Just before Christmas, on a Friday afternoon, a lovely man come charging into our offices with a very large, very old server tucked under his arm. The server had made a large “bang” and then all the electrical devices along one wall of his office stopped working. When the electrician was called in, he reset all the fuses but took one look at the server and said “I’m not touching that.” (Clever man!)
What had caused this spectacular mess, not to mention the nasty burning smell? The fan that cools the power supply became jammed with dust and stopped working, causing the power supply to overheat. Fortunately, even though the server was nearly seven years old, a new power supply was installed and the client was on his way.
Now this was a happy ending – no data lost, the server fixed, power to wall sorted and only about half a day down time in total. It could have been much worse. Dust could have clogged other fans or shorted other parts, then bye bye server – hello large bill for a new server when the client really did not need it.
So what have we learned here? If you don’t look after it you will lose it. You know that you need to get your car serviced every six months, but your car does not run 24/7, as many computers and servers do. So why would you think twice about getting them serviced, and what is the cost to your business if they suddenly go bang? You can’t expect them to run 24/7 without some TLC. Most PCs run 40 hours a week at a minimum. Computers like a check-up at least once a year (six monthly is better, and quarterly is ideal). A good check-up includes getting updates done, running a defrag and running a program like CCleaner though to clean the cookies etc that have built up – no, cookies are not biscuits, they are internet related files. The ideal for servers is to have a check-up monthly or bi monthly, or quarterly at the very least.
But believe it or not, PCs, like servers, also need a good dust yearly as well, (as essential as an oil change in your car) though this really depends on the environment that the PC is in. For instance, if you have just had new carpet installed in the office then six months later it is a very good idea to get your IT person in to give the machines a good clean out (we all know how long carpet fluffs up for after installation). The cleaning process requires blowing all the dust and fluff out with compressed air (see photos). Do not under any circumstances attempt this yourself. You may end up either breaking components in the machine or blowing the dust back into the likes of the central processing unit (CPU). Now I hear you asking, “How does dust get into a PC and is there really that much that it needs cleaning?” “It certainly does” is my answer. There are two fans in most PCs, one for the power supply and one for the CPU. These suck air into the machine to cool it and as a result suck in an amazing amount of dust etc too. This dust coats the components and sometimes blocks the fans, which then can’t cool the computer. In the short term this can cause the machine to stop or overheat but in the long term it can damage it, reducing the life of the machine. And this is where regular maintenance not only saves you money (you can get four or five years out of that PC instead of just three) but unnecessary down time – which usually happens right when you don’t need it.

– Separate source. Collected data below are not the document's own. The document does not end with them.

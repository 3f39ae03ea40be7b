use anyhow::{Context, Result};
use tera::{Context as TeraContext, Tera};

pub const MIN_EASY_READ_LEVEL: u8 = 1;
pub const MAX_EASY_READ_LEVEL: u8 = 15;
pub const AAC_SEPARATOR: &str = " - ";

const TRANSLATE_TEMPLATE: &str = include_str!("templates/translate.tera");
const SIMPLIFY_TEMPLATE: &str = include_str!("templates/simplify.tera");
const AAC_TEMPLATE: &str = include_str!("templates/aac.tera");
const DETECT_LANGUAGE_TEMPLATE: &str = include_str!("templates/detect_language.tera");
const EXTRACT_TEXT_TEMPLATE: &str = include_str!("templates/extract_text.tera");

pub const EXTRACT_TEXT_USER_INPUT: &str = "Extract the text from this image.";

pub fn render_translate_prompt(source_lang: &str, target_lang: &str) -> Result<String> {
    let mut context = TeraContext::new();
    context.insert("source_lang", source_lang);
    context.insert("target_lang", target_lang);
    render("translate", TRANSLATE_TEMPLATE, &context)
}

pub fn render_simplify_prompt(lang: &str, level: u8) -> Result<String> {
    let mut context = TeraContext::new();
    context.insert("lang", lang);
    context.insert("level", &clamp_level(level));
    context.insert("min_level", &MIN_EASY_READ_LEVEL);
    context.insert("max_level", &MAX_EASY_READ_LEVEL);
    render("simplify", SIMPLIFY_TEMPLATE, &context)
}

pub fn render_aac_prompt(lang: &str) -> Result<String> {
    let mut context = TeraContext::new();
    context.insert("lang", lang);
    context.insert("separator", AAC_SEPARATOR);
    render("aac", AAC_TEMPLATE, &context)
}

pub fn render_detect_language_prompt() -> Result<String> {
    render(
        "detect_language",
        DETECT_LANGUAGE_TEMPLATE,
        &TeraContext::new(),
    )
}

pub fn render_extract_text_prompt() -> Result<String> {
    render("extract_text", EXTRACT_TEXT_TEMPLATE, &TeraContext::new())
}

pub fn clamp_level(level: u8) -> u8 {
    level.clamp(MIN_EASY_READ_LEVEL, MAX_EASY_READ_LEVEL)
}

fn render(name: &str, template: &str, context: &TeraContext) -> Result<String> {
    let rendered = Tera::one_off(template, context, false)
        .with_context(|| format!("failed to render {} prompt", name))?;
    Ok(rendered.trim().to_string())
}

#[cfg(test)]
mod tests {
    use super::*;

    #[test]
    fn translate_prompt_names_both_languages() {
        let prompt = render_translate_prompt("French", "English").unwrap();
        assert!(prompt.contains("from French to English"));
        assert!(prompt.contains("translated text only"));
    }

    #[test]
    fn simplify_prompt_carries_level_and_range() {
        let prompt = render_simplify_prompt("English", 15).unwrap();
        assert!(prompt.contains("simplicity level 15 on a scale from 1 to 15"));
        assert!(prompt.contains("very short sentences"));

        let prompt = render_simplify_prompt("English", 3).unwrap();
        assert!(prompt.contains("simplicity level 3"));
        assert!(prompt.contains("Keep the structure"));
    }

    #[test]
    fn simplify_prompt_clamps_out_of_range_levels() {
        assert!(
            render_simplify_prompt("English", 0)
                .unwrap()
                .contains("simplicity level 1 ")
        );
        assert!(
            render_simplify_prompt("English", 40)
                .unwrap()
                .contains("simplicity level 15 ")
        );
    }

    #[test]
    fn aac_prompt_example_uses_separator() {
        let prompt = render_aac_prompt("English").unwrap();
        let example = prompt.lines().last().unwrap();
        insta::assert_snapshot!(
            example,
            @r#"Separate the keywords with " - " and output only the keyword sequence, for example: I - want - water"#
        );
    }

    #[test]
    fn static_prompts_render() {
        assert!(
            render_detect_language_prompt()
                .unwrap()
                .contains("English name of the language")
        );
        assert!(
            render_extract_text_prompt()
                .unwrap()
                .contains("empty string")
        );
    }
}
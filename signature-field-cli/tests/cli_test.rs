//! Binary-level tests for `sigfield`.

use assert_cmd::Command;
use predicates::prelude::*;
use std::fs;
use tempfile::TempDir;

fn write_config(dir: &TempDir) -> std::path::PathBuf {
    let path = dir.path().join("field.yaml");
    fs::write(&path, "name: DocuSign Signatory\nservice_name: \"\"\n").unwrap();
    path
}

#[test]
fn replay_reports_absent_commit_for_bad_email() {
    let dir = TempDir::new().unwrap();
    let config = write_config(&dir);

    Command::cargo_bin("sigfield")
        .unwrap()
        .args(["replay", "--config"])
        .arg(&config)
        .write_stdin(r#"[{"type":"change","text":"alex@"},{"type":"blur"}]"#)
        .assert()
        .success()
        .stdout(predicate::str::contains("commit=<absent>"))
        .stdout(predicate::str::contains("Identity: Something looks incorrect."));
}

#[test]
fn replay_json_output() {
    let dir = TempDir::new().unwrap();
    let config = write_config(&dir);

    Command::cargo_bin("sigfield")
        .unwrap()
        .args(["replay", "--json", "--config"])
        .arg(&config)
        .write_stdin(r#"[{"type":"change","text":"alex@openlaw.io"},{"type":"blur"}]"#)
        .assert()
        .success()
        .stdout(predicate::str::contains(
            r#""commit":"{\"identity\":{\"email\":\"alex@openlaw.io\"},\"serviceName\":\"\"}""#,
        ));
}

#[test]
fn replay_custom_error() {
    let dir = TempDir::new().unwrap();
    let config = write_config(&dir);

    Command::cargo_bin("sigfield")
        .unwrap()
        .args(["replay", "--custom-error", "This is a custom error.", "--config"])
        .arg(&config)
        .write_stdin(r#"[{"type":"change","text":"morgan@"}]"#)
        .assert()
        .success()
        .stdout(predicate::str::contains("This is a custom error."));
}

#[test]
fn bad_script_fails() {
    let dir = TempDir::new().unwrap();
    let config = write_config(&dir);

    Command::cargo_bin("sigfield")
        .unwrap()
        .args(["replay", "--config"])
        .arg(&config)
        .write_stdin(r#"[{"type":"focus"}]"#)
        .assert()
        .failure()
        .stderr(predicate::str::contains("invalid event script"));
}

#[test]
fn parse_saved_value() {
    Command::cargo_bin("sigfield")
        .unwrap()
        .args([
            "parse",
            r#"{"identity": {"email": "test@openlaw.io"}, "serviceName": "DocuSign"}"#,
        ])
        .assert()
        .success()
        .stdout(predicate::str::contains("text: test@openlaw.io"));
}
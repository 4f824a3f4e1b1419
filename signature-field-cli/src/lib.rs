//! Command implementations for the `sigfield` binary.

pub mod cli;
pub mod replay;

pub use cli::{Cli, Commands};

use std::io::Write;

/// Run one command, writing its report to `out`.
pub fn run(command: Commands, out: &mut dyn Write) -> anyhow::Result<()> {
    match command {
        Commands::Replay {
            config,
            script,
            suppress_on_change,
            custom_error,
            json,
        } => {
            let hook = replay::ScriptHook {
                suppress_on_change,
                custom_error,
            };
            replay::run_replay(&config, script.as_deref(), &hook, json, out)
        }
        Commands::Parse { raw, service_name } => replay::run_parse(&raw, &service_name, out),
    }
}
//! Field configuration.
//!
//! A [`FieldConfig`] can be built in code or loaded with figment from, in
//! increasing precedence:
//!
//! 1. Built-in defaults
//! 2. A config file (TOML, YAML or JSON, chosen by extension)
//! 3. Environment variables with the `SIGFIELD_` prefix
//!
//! ```toml
//! name = "DocuSign Signatory"
//! clean_name = "DocuSign-Signatory"
//! service_name = "DocuSign"
//! initial_saved_value = ""
//! extra_help_text = "We will email you a signing link."
//! ```

use std::path::Path;

use figment::{
    providers::{Env, Format, Json, Serialized, Toml, Yaml},
    Figment,
};
use serde::{Deserialize, Serialize};
use tracing::debug;

use crate::error::{FieldError, Result};
use crate::types::ElementType;

/// Environment variable prefix for configuration overrides.
pub const ENV_PREFIX: &str = "SIGFIELD_";

/// Configuration for one external signature field.
#[derive(Debug, Clone, Serialize, Deserialize, PartialEq, Eq)]
pub struct FieldConfig {
    /// Field name reported with every commit.
    pub name: String,
    /// Name safe for use as an element identifier.
    #[serde(default)]
    pub clean_name: String,
    /// Signing service bound to every value this field produces.
    #[serde(default)]
    pub service_name: String,
    /// Persisted value to seed the field from.
    #[serde(default)]
    pub initial_saved_value: String,
    #[serde(default, skip_serializing_if = "Option::is_none")]
    pub placeholder_text: Option<String>,
    #[serde(default, skip_serializing_if = "Option::is_none")]
    pub extra_help_text: Option<String>,
    #[serde(default = "default_element_type")]
    pub element_type: ElementType,
}

fn default_element_type() -> ElementType {
    ElementType::ExternalSignature
}

impl Default for FieldConfig {
    fn default() -> Self {
        Self::new("")
    }
}

impl FieldConfig {
    pub fn new(name: impl Into<String>) -> Self {
        let name = name.into();
        Self {
            clean_name: name.clone(),
            name,
            service_name: String::new(),
            initial_saved_value: String::new(),
            placeholder_text: None,
            extra_help_text: None,
            element_type: default_element_type(),
        }
    }

    pub fn with_clean_name(mut self, clean_name: impl Into<String>) -> Self {
        self.clean_name = clean_name.into();
        self
    }

    pub fn with_service_name(mut self, service_name: impl Into<String>) -> Self {
        self.service_name = service_name.into();
        self
    }

    pub fn with_saved_value(mut self, saved: impl Into<String>) -> Self {
        self.initial_saved_value = saved.into();
        self
    }

    pub fn with_placeholder(mut self, placeholder: impl Into<String>) -> Self {
        self.placeholder_text = Some(placeholder.into());
        self
    }

    pub fn with_extra_help_text(mut self, text: impl Into<String>) -> Self {
        self.extra_help_text = Some(text.into());
        self
    }

    /// Placeholder shown in an empty field. Falls back to the clean name,
    /// then the name.
    pub fn placeholder(&self) -> &str {
        match self.placeholder_text.as_deref() {
            Some(p) if !p.is_empty() => p,
            _ if !self.clean_name.is_empty() => self.clean_name.as_str(),
            _ => self.name.as_str(),
        }
    }

    /// Layered figment for an optional config file.
    pub fn figment(path: Option<&Path>) -> Result<Figment> {
        let mut figment = Figment::new().merge(Serialized::defaults(FieldConfig::default()));

        if let Some(path) = path {
            let ext = path
                .extension()
                .and_then(|e| e.to_str())
                .map(str::to_ascii_lowercase);
            figment = match ext.as_deref() {
                Some("toml") => figment.merge(Toml::file(path)),
                Some("yaml") | Some("yml") => figment.merge(Yaml::file(path)),
                Some("json") => figment.merge(Json::file(path)),
                _ => {
                    return Err(FieldError::invalid_config(format!(
                        "unsupported config format: {}",
                        path.display()
                    )))
                }
            };
        }

        Ok(figment.merge(Env::prefixed(ENV_PREFIX).map(|key| key.as_str().to_lowercase().into())))
    }

    /// Load and check a configuration.
    pub fn load(path: Option<&Path>) -> Result<Self> {
        if let Some(path) = path {
            if !path.exists() {
                return Err(FieldError::invalid_config(format!(
                    "config file not found: {}",
                    path.display()
                )));
            }
        }

        let config: FieldConfig = Self::figment(path)?.extract()?;
        if config.name.trim().is_empty() {
            return Err(FieldError::invalid_config("field name must not be empty"));
        }

        debug!(
            name = %config.name,
            service = %config.service_name,
            "loaded field configuration"
        );
        Ok(config)
    }
}

#[cfg(test)]
mod tests {
    use super::*;
    use serial_test::serial;
    use std::fs;
    use tempfile::TempDir;

    #[test]
    fn placeholder_fallbacks() {
        let config = FieldConfig::new("DocuSign Signatory");
        assert_eq!(config.placeholder(), "DocuSign Signatory");

        let config = config.with_clean_name("DocuSign-Signatory");
        assert_eq!(config.placeholder(), "DocuSign-Signatory");

        let config = config.with_placeholder("Signer email");
        assert_eq!(config.placeholder(), "Signer email");
    }

    #[test]
    #[serial]
    fn load_toml() {
        let dir = TempDir::new().unwrap();
        let path = dir.path().join("field.toml");
        fs::write(
            &path,
            r#"
name = "DocuSign Signatory"
service_name = "DocuSign"
extra_help_text = "extra"
"#,
        )
        .unwrap();

        let config = FieldConfig::load(Some(&path)).unwrap();
        assert_eq!(config.name, "DocuSign Signatory");
        assert_eq!(config.service_name, "DocuSign");
        assert_eq!(config.extra_help_text.as_deref(), Some("extra"));
        assert_eq!(config.initial_saved_value, "");
        assert_eq!(config.element_type, ElementType::ExternalSignature);
    }

    #[test]
    #[serial]
    fn load_yaml_and_json() {
        let dir = TempDir::new().unwrap();

        let yaml = dir.path().join("field.yaml");
        fs::write(&yaml, "name: Signer\nservice_name: DocuSign\n").unwrap();
        assert_eq!(FieldConfig::load(Some(&yaml)).unwrap().service_name, "DocuSign");

        let json = dir.path().join("field.json");
        fs::write(
            &json,
            r#"{"name":"Signer","initial_saved_value":"{\"identity\":{\"email\":\"a@b.io\"}}"}"#,
        )
        .unwrap();
        let config = FieldConfig::load(Some(&json)).unwrap();
        assert_eq!(
            config.initial_saved_value,
            r#"{"identity":{"email":"a@b.io"}}"#
        );
    }

    #[test]
    #[serial]
    fn env_overrides_file() {
        let dir = TempDir::new().unwrap();
        let path = dir.path().join("field.toml");
        fs::write(&path, "name = \"Signer\"\nservice_name = \"DocuSign\"\n").unwrap();

        std::env::set_var("SIGFIELD_SERVICE_NAME", "HelloSign");
        let result = FieldConfig::load(Some(&path));
        std::env::remove_var("SIGFIELD_SERVICE_NAME");

        assert_eq!(result.unwrap().service_name, "HelloSign");
    }

    #[test]
    #[serial]
    fn missing_name_is_rejected() {
        let dir = TempDir::new().unwrap();
        let path = dir.path().join("field.toml");
        fs::write(&path, "service_name = \"DocuSign\"\n").unwrap();

        let err = FieldConfig::load(Some(&path)).unwrap_err();
        assert!(matches!(err, FieldError::InvalidConfig { .. }));
    }

    #[test]
    fn unsupported_extension_is_rejected() {
        let err = FieldConfig::figment(Some(Path::new("field.ini"))).unwrap_err();
        assert!(err.to_string().contains("unsupported config format"));
    }

    #[test]
    fn missing_file_is_rejected() {
        let dir = TempDir::new().unwrap();
        let err = FieldConfig::load(Some(&dir.path().join("nope.toml"))).unwrap_err();
        assert!(err.to_string().contains("config file not found"));
    }
}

Laptops are as bad as PCs for dust and can be even worse. They like a firm clean surface to sit on while you are working – not the bed where your cat sleeps. Make sure you keep the fan area on the side of the laptop clear. Another good tip for laptops: yes they are designed to be carried around but not while they are still on. Hard drives don’t like being moved around while they are going and it upsets them. Turn them off before packing into a bag that is designed to carry laptops (sports bags and handbags are a no-no).
Modern printers are made so that when you replace the toner you are replacing a lot of the machine at the same time. However, it’s important to note that you still need to keep the paper feeder etc dust free. Only use good quality paper (cheap paper tends to have more dust and fibres which end up creating paper feed issues). If you do get a paper jam that you can’t remove don’t be tempted to stick a sharp object in there to get it out. Call in a professional – it will cost less in the long run to do it right the first time. When purchasing a printer pay close attention to the recommended monthly volumes. If you purchase a printer that is 2000 – 3000 thousand copies and you are doing close to 10,000 then you are in for an uphill battle.
- PCs on the floor are more likely to collect dust from carpet etc
- You can void the warranty on PCs and printers by using non-certified repair agents. Make sure you have someone that not only knows what they are doing but is allowed to do it.
- Like paper, good quality toner will increase the life of your printer.
Avoid reusing paper. Some printers leave a film on paper that is then transferred to the rollers when you feed it back though the printer, causing paper feed issues.